RECORDS SUPPLIED:
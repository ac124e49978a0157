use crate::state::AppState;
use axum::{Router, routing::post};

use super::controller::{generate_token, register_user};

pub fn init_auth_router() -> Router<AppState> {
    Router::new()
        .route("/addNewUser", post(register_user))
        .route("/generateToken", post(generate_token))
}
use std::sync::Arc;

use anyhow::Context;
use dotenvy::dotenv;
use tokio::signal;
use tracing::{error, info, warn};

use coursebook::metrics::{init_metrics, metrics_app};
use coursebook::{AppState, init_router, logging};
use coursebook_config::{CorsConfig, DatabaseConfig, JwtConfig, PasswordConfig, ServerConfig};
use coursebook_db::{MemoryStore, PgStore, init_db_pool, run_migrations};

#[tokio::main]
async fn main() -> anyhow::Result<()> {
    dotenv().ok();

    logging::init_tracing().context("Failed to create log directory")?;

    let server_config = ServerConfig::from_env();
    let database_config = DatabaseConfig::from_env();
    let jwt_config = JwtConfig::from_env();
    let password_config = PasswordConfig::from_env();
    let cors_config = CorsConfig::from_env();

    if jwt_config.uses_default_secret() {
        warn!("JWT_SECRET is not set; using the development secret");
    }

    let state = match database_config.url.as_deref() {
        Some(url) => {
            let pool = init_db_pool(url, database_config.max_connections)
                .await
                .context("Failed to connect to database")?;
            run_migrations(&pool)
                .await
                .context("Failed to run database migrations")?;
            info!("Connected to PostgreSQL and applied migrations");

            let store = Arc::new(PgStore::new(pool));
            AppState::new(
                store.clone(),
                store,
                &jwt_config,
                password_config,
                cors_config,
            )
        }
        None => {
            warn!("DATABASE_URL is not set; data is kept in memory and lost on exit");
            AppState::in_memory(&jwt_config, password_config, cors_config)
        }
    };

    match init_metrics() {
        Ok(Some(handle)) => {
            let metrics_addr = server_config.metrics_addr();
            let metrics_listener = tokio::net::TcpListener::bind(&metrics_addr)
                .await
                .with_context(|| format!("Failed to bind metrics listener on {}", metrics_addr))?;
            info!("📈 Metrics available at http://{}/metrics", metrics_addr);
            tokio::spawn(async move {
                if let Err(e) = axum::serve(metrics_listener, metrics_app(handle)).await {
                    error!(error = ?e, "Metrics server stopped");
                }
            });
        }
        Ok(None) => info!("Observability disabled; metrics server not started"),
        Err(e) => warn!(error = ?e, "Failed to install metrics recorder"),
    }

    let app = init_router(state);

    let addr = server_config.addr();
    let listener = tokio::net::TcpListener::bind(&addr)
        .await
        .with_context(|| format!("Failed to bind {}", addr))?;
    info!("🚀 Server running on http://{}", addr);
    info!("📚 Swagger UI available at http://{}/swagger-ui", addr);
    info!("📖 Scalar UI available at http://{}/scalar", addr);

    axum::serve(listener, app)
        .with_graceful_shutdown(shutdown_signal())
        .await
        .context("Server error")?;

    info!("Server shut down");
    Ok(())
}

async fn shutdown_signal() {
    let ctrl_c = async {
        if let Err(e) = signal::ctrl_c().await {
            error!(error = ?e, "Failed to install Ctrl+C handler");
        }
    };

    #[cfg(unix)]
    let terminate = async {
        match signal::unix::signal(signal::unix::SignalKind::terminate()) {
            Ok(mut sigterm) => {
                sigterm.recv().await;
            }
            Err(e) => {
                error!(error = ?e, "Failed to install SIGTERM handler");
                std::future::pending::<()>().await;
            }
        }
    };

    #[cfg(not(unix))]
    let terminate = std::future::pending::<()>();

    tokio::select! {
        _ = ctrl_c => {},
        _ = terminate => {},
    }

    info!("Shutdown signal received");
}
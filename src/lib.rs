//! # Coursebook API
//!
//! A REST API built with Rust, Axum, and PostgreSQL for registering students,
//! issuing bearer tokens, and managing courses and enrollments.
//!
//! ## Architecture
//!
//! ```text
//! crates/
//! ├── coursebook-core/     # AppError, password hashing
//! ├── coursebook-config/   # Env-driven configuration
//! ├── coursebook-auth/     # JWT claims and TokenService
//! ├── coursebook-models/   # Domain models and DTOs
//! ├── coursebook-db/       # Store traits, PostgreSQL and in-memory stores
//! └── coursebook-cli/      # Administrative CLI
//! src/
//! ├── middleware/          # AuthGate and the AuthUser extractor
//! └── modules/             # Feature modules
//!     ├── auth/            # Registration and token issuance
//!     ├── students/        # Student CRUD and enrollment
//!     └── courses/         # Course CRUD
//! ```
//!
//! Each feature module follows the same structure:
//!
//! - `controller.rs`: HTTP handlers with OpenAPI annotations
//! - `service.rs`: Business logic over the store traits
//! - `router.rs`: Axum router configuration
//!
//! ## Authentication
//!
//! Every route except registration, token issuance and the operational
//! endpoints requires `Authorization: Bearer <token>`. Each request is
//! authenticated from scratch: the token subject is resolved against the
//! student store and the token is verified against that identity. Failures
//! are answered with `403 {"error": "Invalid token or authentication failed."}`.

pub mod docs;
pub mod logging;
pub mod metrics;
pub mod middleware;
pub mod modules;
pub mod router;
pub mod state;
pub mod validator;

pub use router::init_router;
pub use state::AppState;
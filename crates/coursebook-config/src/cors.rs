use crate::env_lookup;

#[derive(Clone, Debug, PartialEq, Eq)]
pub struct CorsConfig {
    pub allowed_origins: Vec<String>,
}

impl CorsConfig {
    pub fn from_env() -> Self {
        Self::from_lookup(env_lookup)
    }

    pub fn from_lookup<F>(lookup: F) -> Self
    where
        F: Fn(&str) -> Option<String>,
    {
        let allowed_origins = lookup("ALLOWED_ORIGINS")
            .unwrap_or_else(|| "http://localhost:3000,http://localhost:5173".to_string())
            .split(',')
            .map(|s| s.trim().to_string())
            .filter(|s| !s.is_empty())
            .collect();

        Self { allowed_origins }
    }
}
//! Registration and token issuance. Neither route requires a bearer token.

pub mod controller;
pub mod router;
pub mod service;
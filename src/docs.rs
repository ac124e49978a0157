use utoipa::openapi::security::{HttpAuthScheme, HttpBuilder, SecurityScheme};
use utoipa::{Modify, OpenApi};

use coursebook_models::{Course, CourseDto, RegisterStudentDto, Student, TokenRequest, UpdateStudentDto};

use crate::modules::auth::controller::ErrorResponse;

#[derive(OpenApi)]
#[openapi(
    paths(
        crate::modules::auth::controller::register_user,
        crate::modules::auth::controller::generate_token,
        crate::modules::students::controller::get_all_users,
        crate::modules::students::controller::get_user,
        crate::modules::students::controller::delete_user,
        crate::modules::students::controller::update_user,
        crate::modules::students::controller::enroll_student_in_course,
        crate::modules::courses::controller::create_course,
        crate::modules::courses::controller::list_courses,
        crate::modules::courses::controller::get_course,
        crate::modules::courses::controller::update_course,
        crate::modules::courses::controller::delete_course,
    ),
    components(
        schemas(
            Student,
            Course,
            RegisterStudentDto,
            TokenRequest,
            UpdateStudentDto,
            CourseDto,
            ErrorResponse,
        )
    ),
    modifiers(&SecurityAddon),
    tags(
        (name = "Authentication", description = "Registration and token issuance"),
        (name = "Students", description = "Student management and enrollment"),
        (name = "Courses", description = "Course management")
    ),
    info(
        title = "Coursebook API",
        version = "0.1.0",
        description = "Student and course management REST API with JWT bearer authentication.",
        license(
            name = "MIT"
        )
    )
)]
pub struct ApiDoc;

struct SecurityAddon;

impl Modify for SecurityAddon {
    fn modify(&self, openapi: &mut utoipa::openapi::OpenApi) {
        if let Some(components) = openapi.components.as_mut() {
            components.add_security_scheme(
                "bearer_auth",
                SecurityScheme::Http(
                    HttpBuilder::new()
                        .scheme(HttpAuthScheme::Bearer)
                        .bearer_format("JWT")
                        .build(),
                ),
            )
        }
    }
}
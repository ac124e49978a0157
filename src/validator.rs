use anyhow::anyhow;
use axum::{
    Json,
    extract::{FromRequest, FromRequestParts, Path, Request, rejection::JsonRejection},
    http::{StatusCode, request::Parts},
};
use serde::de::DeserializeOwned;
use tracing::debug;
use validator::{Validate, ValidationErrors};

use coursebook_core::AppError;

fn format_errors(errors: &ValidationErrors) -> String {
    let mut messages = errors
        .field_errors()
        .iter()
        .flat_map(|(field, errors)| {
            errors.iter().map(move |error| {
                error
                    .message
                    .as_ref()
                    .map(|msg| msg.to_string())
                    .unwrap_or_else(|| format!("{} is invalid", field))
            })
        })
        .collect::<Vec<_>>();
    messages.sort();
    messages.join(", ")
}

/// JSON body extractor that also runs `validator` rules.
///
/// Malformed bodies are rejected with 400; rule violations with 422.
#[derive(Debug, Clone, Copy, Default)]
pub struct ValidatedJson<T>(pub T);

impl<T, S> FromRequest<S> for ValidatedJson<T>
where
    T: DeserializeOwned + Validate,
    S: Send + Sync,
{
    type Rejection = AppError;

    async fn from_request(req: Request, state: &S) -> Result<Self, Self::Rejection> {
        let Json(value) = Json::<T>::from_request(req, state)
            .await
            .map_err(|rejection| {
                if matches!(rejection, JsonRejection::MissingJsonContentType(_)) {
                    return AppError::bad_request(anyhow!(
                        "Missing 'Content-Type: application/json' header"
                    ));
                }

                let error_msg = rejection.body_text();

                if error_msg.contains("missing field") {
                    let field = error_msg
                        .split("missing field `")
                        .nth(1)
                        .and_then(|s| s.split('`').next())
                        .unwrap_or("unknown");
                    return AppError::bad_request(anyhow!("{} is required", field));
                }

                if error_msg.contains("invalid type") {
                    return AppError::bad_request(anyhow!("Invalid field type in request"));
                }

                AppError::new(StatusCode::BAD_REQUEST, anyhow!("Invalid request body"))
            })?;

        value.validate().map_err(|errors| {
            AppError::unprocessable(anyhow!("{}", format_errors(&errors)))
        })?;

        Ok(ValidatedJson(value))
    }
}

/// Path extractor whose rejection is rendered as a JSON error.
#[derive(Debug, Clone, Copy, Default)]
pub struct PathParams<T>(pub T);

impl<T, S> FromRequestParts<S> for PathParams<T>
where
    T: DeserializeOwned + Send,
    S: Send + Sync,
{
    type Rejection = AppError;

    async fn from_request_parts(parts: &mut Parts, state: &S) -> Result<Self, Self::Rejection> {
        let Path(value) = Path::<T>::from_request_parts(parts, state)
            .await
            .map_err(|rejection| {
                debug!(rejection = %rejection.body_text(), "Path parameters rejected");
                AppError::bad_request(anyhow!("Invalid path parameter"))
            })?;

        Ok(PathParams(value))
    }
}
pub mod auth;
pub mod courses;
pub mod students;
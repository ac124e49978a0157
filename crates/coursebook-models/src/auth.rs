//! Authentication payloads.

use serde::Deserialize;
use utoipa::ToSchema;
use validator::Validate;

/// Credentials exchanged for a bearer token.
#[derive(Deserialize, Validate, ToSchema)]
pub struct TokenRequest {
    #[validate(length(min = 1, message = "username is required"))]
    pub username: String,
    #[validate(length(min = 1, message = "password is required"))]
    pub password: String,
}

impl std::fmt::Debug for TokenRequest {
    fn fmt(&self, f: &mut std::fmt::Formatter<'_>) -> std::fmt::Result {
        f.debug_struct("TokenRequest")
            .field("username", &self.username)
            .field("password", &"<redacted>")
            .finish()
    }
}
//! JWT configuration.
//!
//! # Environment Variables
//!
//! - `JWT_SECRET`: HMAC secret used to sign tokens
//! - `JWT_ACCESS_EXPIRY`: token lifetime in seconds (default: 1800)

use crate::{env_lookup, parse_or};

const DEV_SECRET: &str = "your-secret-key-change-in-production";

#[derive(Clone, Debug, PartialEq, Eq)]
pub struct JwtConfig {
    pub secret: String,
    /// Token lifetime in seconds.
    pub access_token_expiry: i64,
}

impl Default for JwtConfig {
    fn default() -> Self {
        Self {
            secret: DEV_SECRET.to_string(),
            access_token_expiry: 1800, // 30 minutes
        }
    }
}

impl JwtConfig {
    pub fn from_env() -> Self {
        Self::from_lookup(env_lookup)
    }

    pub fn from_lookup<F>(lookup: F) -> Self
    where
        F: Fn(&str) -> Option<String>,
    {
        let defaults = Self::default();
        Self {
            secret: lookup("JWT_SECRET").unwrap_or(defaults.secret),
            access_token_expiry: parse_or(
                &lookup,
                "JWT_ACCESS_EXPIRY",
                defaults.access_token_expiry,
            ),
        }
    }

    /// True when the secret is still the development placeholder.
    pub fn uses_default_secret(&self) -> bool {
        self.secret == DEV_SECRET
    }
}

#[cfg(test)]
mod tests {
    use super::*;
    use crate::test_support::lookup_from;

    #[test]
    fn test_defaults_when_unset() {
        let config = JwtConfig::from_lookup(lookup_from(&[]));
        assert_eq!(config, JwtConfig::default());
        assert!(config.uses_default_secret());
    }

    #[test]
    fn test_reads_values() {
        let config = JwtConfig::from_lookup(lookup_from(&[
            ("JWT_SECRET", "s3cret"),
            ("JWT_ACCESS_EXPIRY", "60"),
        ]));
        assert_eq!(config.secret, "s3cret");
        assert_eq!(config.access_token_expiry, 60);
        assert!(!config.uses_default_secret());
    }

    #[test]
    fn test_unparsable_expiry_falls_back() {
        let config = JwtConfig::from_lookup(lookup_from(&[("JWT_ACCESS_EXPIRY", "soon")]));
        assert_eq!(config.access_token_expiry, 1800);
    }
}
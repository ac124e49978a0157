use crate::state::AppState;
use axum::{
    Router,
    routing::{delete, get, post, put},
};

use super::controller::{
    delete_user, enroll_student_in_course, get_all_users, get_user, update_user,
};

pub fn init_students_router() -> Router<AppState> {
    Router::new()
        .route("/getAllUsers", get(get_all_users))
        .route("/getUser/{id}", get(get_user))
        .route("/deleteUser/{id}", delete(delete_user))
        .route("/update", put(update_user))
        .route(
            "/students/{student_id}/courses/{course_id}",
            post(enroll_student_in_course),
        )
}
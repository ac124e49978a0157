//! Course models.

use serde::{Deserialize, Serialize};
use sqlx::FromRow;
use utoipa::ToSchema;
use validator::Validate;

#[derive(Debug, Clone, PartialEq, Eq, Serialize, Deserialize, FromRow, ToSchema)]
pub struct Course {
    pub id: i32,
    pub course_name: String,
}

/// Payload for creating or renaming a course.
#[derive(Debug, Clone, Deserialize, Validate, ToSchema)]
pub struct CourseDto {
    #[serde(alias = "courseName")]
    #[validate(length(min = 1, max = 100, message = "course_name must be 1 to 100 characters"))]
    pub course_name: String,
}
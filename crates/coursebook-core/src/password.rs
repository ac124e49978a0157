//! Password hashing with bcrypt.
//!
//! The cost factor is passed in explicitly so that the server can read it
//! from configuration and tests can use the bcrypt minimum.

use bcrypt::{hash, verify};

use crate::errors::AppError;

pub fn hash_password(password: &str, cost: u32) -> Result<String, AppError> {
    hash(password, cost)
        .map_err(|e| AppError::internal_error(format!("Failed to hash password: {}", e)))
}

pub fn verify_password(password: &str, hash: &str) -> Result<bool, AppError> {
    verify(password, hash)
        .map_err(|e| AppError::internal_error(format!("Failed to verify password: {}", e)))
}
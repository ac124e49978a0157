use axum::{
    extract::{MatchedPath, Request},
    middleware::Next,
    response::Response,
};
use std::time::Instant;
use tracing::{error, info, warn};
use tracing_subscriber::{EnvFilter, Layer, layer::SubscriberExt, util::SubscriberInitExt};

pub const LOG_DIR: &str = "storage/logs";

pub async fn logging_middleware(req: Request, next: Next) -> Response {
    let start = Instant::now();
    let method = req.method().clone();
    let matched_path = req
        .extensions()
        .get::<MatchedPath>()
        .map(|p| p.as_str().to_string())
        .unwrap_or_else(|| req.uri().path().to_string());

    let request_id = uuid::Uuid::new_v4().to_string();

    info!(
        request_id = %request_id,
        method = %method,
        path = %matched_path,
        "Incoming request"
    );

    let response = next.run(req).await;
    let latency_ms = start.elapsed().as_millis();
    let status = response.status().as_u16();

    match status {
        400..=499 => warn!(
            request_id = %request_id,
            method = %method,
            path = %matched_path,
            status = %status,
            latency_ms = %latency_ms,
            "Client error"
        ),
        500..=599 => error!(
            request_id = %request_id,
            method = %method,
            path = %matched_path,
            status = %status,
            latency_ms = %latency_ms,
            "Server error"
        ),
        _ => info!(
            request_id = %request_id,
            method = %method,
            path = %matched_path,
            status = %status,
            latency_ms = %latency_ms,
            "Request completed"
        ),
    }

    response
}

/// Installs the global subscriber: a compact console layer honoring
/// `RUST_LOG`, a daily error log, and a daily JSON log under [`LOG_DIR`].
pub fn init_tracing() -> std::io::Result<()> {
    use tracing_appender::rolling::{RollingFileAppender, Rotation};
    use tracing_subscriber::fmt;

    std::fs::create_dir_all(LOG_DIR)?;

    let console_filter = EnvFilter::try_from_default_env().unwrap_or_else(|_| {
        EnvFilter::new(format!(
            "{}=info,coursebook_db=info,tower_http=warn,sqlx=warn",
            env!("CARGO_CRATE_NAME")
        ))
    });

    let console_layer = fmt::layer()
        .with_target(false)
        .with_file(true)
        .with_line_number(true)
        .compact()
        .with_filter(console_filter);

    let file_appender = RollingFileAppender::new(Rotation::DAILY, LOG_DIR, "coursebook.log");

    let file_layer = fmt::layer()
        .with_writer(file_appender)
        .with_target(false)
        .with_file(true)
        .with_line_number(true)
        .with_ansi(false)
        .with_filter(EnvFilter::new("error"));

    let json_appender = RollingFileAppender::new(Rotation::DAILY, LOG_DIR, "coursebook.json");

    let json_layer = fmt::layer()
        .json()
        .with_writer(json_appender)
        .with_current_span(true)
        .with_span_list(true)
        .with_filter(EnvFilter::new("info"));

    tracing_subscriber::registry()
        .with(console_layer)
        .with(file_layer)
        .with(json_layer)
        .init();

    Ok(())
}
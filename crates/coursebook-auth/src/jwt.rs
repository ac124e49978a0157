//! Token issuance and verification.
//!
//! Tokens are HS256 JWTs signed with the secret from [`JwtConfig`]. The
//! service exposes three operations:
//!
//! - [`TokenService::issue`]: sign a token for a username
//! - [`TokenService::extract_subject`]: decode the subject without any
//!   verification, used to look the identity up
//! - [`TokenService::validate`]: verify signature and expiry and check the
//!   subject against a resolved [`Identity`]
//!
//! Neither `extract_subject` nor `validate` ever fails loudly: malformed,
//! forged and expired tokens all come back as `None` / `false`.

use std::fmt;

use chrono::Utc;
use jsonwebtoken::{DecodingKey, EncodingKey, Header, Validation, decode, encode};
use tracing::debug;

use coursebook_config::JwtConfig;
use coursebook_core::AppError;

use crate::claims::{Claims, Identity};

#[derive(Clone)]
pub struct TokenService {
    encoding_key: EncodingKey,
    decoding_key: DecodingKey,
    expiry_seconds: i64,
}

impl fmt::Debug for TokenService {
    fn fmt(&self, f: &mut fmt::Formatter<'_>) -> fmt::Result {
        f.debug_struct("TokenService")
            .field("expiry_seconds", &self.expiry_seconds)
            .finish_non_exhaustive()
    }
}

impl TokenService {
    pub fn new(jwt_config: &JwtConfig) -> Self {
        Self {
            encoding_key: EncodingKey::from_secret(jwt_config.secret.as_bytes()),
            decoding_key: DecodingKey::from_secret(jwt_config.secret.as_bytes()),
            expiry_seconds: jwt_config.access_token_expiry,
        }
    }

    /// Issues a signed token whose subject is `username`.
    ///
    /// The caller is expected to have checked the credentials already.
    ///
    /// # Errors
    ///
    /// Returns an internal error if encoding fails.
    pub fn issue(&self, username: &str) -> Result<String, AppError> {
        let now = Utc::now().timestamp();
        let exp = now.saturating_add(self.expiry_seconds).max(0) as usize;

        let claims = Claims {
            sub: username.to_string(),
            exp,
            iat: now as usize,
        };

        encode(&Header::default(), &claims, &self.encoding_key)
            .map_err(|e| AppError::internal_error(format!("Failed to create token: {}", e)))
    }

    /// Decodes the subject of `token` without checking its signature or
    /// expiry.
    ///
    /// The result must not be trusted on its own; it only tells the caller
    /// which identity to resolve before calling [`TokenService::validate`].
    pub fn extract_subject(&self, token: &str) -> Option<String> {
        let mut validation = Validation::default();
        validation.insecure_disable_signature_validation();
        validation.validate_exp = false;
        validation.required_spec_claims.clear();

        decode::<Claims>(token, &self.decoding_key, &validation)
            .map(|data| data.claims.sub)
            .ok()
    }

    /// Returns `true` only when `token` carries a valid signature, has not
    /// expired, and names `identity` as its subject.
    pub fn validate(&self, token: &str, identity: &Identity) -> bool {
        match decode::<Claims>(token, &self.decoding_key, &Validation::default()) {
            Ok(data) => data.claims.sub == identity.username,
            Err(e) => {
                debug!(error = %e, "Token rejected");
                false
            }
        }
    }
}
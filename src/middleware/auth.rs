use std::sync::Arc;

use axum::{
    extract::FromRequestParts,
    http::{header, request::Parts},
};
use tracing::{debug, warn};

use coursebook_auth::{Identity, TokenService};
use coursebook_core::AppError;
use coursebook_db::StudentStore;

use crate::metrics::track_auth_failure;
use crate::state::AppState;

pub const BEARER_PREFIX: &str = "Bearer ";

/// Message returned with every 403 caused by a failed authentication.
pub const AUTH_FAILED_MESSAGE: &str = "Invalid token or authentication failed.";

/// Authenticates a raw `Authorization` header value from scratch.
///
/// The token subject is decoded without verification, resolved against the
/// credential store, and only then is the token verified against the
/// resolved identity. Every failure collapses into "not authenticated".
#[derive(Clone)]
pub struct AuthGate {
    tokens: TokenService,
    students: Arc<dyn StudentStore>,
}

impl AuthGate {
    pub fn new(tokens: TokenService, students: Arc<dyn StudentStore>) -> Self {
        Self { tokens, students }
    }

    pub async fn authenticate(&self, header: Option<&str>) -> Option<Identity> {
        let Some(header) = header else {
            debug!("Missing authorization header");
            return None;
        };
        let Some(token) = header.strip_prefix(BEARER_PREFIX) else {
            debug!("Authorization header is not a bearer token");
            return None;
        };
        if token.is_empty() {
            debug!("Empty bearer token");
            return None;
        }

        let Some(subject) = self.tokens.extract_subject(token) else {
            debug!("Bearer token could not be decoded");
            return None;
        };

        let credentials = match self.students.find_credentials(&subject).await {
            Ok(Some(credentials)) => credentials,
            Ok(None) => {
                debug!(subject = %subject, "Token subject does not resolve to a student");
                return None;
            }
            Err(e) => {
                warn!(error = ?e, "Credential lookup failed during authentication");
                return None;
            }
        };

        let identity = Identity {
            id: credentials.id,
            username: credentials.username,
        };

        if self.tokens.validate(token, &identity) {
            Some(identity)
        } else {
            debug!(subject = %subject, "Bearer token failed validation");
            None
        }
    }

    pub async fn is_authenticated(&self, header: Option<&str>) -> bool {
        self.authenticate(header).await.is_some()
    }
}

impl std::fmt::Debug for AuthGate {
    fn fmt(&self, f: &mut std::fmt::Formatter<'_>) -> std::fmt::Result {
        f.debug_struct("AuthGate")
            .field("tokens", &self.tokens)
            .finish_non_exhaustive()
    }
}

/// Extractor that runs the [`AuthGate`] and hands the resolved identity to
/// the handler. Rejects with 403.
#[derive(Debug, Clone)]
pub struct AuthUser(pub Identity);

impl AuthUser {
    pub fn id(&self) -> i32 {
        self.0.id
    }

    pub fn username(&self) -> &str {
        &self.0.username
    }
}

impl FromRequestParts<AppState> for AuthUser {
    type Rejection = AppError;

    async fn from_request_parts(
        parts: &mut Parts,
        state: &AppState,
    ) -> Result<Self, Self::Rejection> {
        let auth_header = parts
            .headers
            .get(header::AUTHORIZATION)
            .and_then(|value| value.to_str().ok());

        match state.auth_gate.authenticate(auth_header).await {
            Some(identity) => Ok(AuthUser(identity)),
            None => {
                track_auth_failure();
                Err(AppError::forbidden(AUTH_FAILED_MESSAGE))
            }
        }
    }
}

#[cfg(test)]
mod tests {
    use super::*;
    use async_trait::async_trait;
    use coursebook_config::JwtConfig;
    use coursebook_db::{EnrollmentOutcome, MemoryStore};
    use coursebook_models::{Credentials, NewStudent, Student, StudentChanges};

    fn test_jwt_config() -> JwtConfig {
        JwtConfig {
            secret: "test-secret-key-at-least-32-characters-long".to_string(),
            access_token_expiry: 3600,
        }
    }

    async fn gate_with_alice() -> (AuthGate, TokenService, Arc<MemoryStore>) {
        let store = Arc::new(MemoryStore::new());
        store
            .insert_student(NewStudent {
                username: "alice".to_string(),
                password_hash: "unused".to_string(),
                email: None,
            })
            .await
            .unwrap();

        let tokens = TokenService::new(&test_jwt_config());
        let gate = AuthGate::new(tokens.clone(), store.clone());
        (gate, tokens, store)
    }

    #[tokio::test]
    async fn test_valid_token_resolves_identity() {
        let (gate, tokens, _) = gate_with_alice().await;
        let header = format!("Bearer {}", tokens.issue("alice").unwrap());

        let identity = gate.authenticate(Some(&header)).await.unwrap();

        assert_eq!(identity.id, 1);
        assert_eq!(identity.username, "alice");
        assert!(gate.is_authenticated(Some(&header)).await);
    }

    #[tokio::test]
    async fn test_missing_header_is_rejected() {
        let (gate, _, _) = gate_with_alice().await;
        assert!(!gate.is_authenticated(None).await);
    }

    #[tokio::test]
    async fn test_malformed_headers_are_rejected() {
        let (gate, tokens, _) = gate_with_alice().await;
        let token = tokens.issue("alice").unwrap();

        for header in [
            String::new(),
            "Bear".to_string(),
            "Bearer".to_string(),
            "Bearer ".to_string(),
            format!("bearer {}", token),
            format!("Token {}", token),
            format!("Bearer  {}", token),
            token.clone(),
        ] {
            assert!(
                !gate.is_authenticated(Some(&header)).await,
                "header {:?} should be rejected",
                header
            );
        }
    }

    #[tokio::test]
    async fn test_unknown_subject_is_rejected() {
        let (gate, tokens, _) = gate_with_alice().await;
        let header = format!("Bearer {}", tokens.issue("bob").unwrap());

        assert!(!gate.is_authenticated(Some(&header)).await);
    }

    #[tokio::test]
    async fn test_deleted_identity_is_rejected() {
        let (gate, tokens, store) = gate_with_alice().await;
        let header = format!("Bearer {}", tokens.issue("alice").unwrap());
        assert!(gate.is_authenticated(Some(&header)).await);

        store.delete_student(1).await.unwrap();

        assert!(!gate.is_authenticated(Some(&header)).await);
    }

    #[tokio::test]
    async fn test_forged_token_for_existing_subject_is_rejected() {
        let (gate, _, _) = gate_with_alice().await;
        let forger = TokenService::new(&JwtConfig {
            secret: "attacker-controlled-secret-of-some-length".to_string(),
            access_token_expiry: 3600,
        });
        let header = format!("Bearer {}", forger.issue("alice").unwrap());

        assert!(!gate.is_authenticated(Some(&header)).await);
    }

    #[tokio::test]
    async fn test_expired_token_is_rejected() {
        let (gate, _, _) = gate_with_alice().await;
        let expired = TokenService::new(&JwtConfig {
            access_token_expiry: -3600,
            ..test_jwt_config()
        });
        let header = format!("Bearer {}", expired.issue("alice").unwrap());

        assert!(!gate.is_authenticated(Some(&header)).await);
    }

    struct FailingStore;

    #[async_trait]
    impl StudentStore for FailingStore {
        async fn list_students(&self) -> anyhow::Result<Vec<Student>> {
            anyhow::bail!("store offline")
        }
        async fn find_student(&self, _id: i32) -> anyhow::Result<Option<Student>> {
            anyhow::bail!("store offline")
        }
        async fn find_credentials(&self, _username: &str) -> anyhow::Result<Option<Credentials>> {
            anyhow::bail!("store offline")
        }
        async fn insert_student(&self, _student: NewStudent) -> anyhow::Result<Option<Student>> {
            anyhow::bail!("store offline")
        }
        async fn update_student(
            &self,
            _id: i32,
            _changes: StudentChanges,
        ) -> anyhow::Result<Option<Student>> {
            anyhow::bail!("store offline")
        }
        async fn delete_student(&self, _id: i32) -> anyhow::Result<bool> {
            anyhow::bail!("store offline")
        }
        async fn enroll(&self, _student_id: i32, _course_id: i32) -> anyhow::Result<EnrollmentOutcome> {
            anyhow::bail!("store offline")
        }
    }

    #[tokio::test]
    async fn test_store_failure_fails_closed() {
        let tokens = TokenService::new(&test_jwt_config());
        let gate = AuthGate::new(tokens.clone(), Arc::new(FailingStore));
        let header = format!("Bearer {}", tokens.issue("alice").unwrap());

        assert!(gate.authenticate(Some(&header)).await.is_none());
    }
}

EXERCISE INSTRUCTIONS: A single number is expected: the count of lines in the preceding entries that contain "validator".

WRITTEN ANSWER: 6